TASK DETAILS -
For each line below that holds the word "Some", make a copy.

===============

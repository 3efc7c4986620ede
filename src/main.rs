use anyhow::Context;
use clap::{Parser, Subcommand};
use std::path::PathBuf;
use testlens::{
    Config, Direction, Extractor, GeneratorKind, Pipeline, StoreKind, convert_directory,
    convert_file,
};
use tracing_subscriber::{EnvFilter, fmt, prelude::*};

#[derive(Parser, Debug)]
#[command(
    name = "testlens",
    version,
    author,
    about = "Summarise Python test functions with an LLM and store the analysis",
    long_about = "Extract test functions from a Python file, ask an Ollama model to describe \
    each one, and store a structured analysis document per test in Couchbase, a directory \
    or memory. When the model is unreachable the analysis is built from the function body.\n\n\
    USAGE EXAMPLES:\n  \
      # Analyze and store in a local Couchbase\n  \
      testlens analyze tests/test_rebalance.py --password secret\n\n  \
      # Offline run writing JSON files\n  \
      testlens analyze tests/test_rebalance.py --offline --store dir --out-dir ./analysis\n\n  \
      # List the functions that would be analyzed\n  \
      testlens extract tests/test_rebalance.py\n\n  \
      # Convert every XML prompt in a directory to YAML\n  \
      testlens convert ./prompts --direction xml-to-yaml"
)]
struct Cli {
    /// Verbose output
    #[arg(short, long, global = true, action = clap::ArgAction::Count)]
    verbose: u8,

    #[command(subcommand)]
    command: Command,
}

#[derive(Subcommand, Debug)]
enum Command {
    /// Analyze every test function in a file and store the results
    Analyze(AnalyzeArgs),

    /// List the test functions found in a file
    Extract {
        /// Python source file
        #[arg(value_name = "FILE")]
        file: PathBuf,

        /// Function name prefix
        #[arg(long, default_value = "test_")]
        prefix: String,

        /// Print the functions with their bodies as JSON
        #[arg(long)]
        json: bool,
    },

    /// Convert XML prompt files to YAML or back
    Convert {
        /// File or directory to convert
        #[arg(value_name = "PATH")]
        path: PathBuf,

        /// Direction for directories; files are converted by extension
        #[arg(long, value_enum)]
        direction: Option<CliDirection>,
    },
}

#[derive(clap::Args, Debug)]
struct AnalyzeArgs {
    /// Python source file
    #[arg(value_name = "FILE")]
    file: PathBuf,

    /// Function name prefix
    #[arg(long, default_value = "test_")]
    prefix: String,

    /// Model name
    #[arg(long, env = "OLLAMA_MODEL", default_value = "qwq")]
    model: String,

    /// Ollama base URL
    #[arg(long, env = "OLLAMA_URL", default_value = "http://localhost:11434")]
    ollama_url: String,

    /// Skip the model and build every analysis locally
    #[arg(long)]
    offline: bool,

    /// Where documents are written
    #[arg(long, value_enum, default_value = "couchbase")]
    store: CliStore,

    /// Couchbase REST endpoint
    #[arg(long, env = "COUCHBASE_URL", default_value = "http://localhost:8091")]
    couchbase_url: String,

    /// Couchbase user
    #[arg(long, env = "COUCHBASE_USERNAME", default_value = "Administrator")]
    username: String,

    /// Couchbase password
    #[arg(long, env = "COUCHBASE_PASSWORD", default_value = "", hide_env_values = true)]
    password: String,

    /// Couchbase bucket
    #[arg(long, env = "COUCHBASE_BUCKET", default_value = "test")]
    bucket: String,

    /// Output directory for the directory store
    #[arg(long, default_value = "out", value_name = "PATH")]
    out_dir: PathBuf,

    /// Key the analysis is nested under in each document
    #[arg(long, default_value = "test")]
    record_key: String,

    /// Path to a custom Tera prompt template
    ///
    /// The template receives `ctx.function_name`, `ctx.function_code`,
    /// `ctx.language` and `ctx.record_key`.
    #[arg(long, value_name = "FILE")]
    template: Option<PathBuf>,

    /// Maximum number of execute steps in locally built analyses
    #[arg(long, default_value_t = 5)]
    max_execute_steps: usize,

    /// Do not keep backups of replaced documents (directory store)
    #[arg(long)]
    no_backup: bool,
}

#[derive(Debug, Clone, Copy, clap::ValueEnum)]
enum CliStore {
    Couchbase,
    Dir,
    Memory,
}

impl From<CliStore> for StoreKind {
    fn from(s: CliStore) -> Self {
        match s {
            CliStore::Couchbase => Self::Couchbase,
            CliStore::Dir => Self::Directory,
            CliStore::Memory => Self::Memory,
        }
    }
}

#[derive(Debug, Clone, Copy, clap::ValueEnum)]
enum CliDirection {
    XmlToYaml,
    YamlToXml,
}

impl From<CliDirection> for Direction {
    fn from(d: CliDirection) -> Self {
        match d {
            CliDirection::XmlToYaml => Self::XmlToYaml,
            CliDirection::YamlToXml => Self::YamlToXml,
        }
    }
}

fn main() -> anyhow::Result<()> {
    let cli = Cli::parse();

    setup_tracing(cli.verbose)?;

    match cli.command {
        Command::Analyze(args) => analyze(args),
        Command::Extract { file, prefix, json } => extract(&file, &prefix, json),
        Command::Convert { path, direction } => convert(&path, direction.map(Into::into)),
    }
}

fn analyze(args: AnalyzeArgs) -> anyhow::Result<()> {
    let generator = if args.offline {
        GeneratorKind::Offline
    } else {
        GeneratorKind::Ollama
    };

    let mut builder = Config::builder()
        .source_file(args.file)
        .function_prefix(args.prefix)
        .record_key(args.record_key)
        .generator(generator)
        .ollama_url(args.ollama_url)
        .model(args.model)
        .store_kind(args.store.into())
        .couchbase_url(args.couchbase_url)
        .credentials(args.username, args.password)
        .bucket(args.bucket)
        .output_dir(args.out_dir)
        .backup_existing(!args.no_backup)
        .max_execute_steps(args.max_execute_steps);

    if let Some(template_path) = args.template {
        builder = builder.template_path(template_path);
    }

    let config = builder.build().context("Failed to build configuration")?;

    let stats = Pipeline::new(config)
        .context("Failed to create pipeline")?
        .run()
        .context("Pipeline execution failed")?;

    stats.print_summary();
    Ok(())
}

fn extract(file: &std::path::Path, prefix: &str, json: bool) -> anyhow::Result<()> {
    let extractor = Extractor::new(prefix).context("Invalid function prefix")?;
    let text = testlens::read_source(file).context("Failed to read source file")?;
    let units = extractor.extract(&text);

    if json {
        println!("{}", serde_json::to_string_pretty(&units)?);
        return Ok(());
    }

    if units.is_empty() {
        println!("No test functions found in the file.");
        return Ok(());
    }

    println!("Found {} test function(s):", units.len());
    for unit in &units {
        println!("  {:<60} {:>5} lines", unit.name, unit.line_count());
    }
    Ok(())
}

fn convert(path: &std::path::Path, direction: Option<Direction>) -> anyhow::Result<()> {
    if path.is_dir() {
        let direction = direction.unwrap_or(Direction::XmlToYaml);
        let converted = convert_directory(path, direction)
            .with_context(|| format!("Failed to convert {}", path.display()))?;

        let label = match direction {
            Direction::XmlToYaml => "XML files to YAML",
            Direction::YamlToXml => "YAML files to XML",
        };
        println!("Converted {} {}.", converted.len(), label);
        return Ok(());
    }

    if let Some(expected) = direction {
        if Direction::for_path(path) != Some(expected) {
            anyhow::bail!(
                "{} does not match the requested direction {:?}",
                path.display(),
                expected
            );
        }
    }

    let output = convert_file(path).with_context(|| format!("Failed to convert {}", path.display()))?;
    println!("Converted {} to {}", path.display(), output.display());
    Ok(())
}

fn setup_tracing(verbosity: u8) -> anyhow::Result<()> {
    let filter = match verbosity {
        0 => EnvFilter::new("testlens=info"),
        1 => EnvFilter::new("testlens=debug"),
        _ => EnvFilter::new("testlens=trace"),
    };

    tracing_subscriber::registry()
        .with(filter)
        .with(fmt::layer().with_target(false).with_thread_ids(false))
        .init();

    Ok(())
}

===============

WORKED SOLUTION -
    if let Some(template_path) = args.template {
    if let Some(expected) = direction {
        if Direction::for_path(path) != Some(expected) {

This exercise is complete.